LOD = [Mean Blank Signal] + 3 x Std. Dev. Blank Signal
In general, 3 is chosen as the multiplier because at + 3 STDEV, you are 99% confident you are not measuring signal from noise, background, etc.
Measurements at or near the limit of detection are not necessarily precise (high %RSD)! This is what instrument manufacturers will quote you, as measured under the most ideal, not regularly attainable, conditions!
The STDEVBlank signal is often replaced with the standard deviation for some very, very low (near the DL) sample you have prepared.
This signal is then used with the cal. curve to calculate a DL.
11. Calculate the limit of detection for the determination of yttrium by the PINK METHOD if the measurement of the blank 50 times yielded a mean signal of 1.00 and a standard deviation of 0.20 absorbance units.
12. Limit of Quantitation (LOQ) Another somewhat disputed term.
The LOQ is generally considered the minimum concentration of analyte that can be accurately and precisely determined. Exact definitions vary, however..
You measure a blank AND a VERY low concentration sample that is near the detection limit) numerous times, and then use that data.
10 times is the typical number of replicates
This signal is used in the calibration curve to calculate the MDL.
13. Dynamic Range Usually called the Linear Dynamic Range, this is the concentration range over which the calibration curve has a linear shape.
You have probably seen an instrument exceed its linear dynamic range with the SPEC 20
Beers Law fails at increasing concentrations due to instrumental and sample solution factors.
Sample matrix, analyte and method dependent.
You usually want to work with linear calibration curves if at all possible (much less complex than quadratic, exponential or polynomial fits)
Determination of Metals by AAS : 1-3 orders of magnitude
Determination of Metals by ICP-AES: 5-8 orders of magnitude
15. Selectivity Also known as discrimination
The ability to discern different, yet closely spaced analytical signals.
The spectrometer on the SPEC 20 can discriminate wavelengths of light that are about 20 nm apart (even if you can set wavelengths only 5 nm different)
The spectrometer on our Varian ICP can discriminate wavelengths of light that are 0.005 nm apart!
Better selectivity means you can be sure which signal is which when you have more than one analyte in the sample!
However, if all other conditions are equal, increasing selectivity will decrease the amount of signal you can measure (reduce the LOD)!
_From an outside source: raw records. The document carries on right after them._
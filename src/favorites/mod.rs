//! Session favorites.
//!
//! This module provides [`FavoritesStore`], the in-memory collection of
//! recipes the user has marked as favorite, with a synchronous
//! subscribe/notify contract for screens that render membership.
//!
//! Favorites are session state: there is no persistence step, and
//! toggling completes before the call returns.

pub mod store;

pub use store::{ChangeKind, FavoritesChange, FavoritesStore, ListenerId};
16. Bandwidth is closely related to selectivity in optical spectrometers. It is a measure of what range of light we allow to strike the detector at any given time.
17. EVERYTHING YOU DO IN THIS CLASS WILL BE A BATTLE!THE BATTLE BETWEEN SIGNAL AND SELECTIVITY!There is no way to maximize both. You have to choose some happy medium, where you get enough signal to detect the analyte, but can also be selective enough so that you are sure of what you are detecting.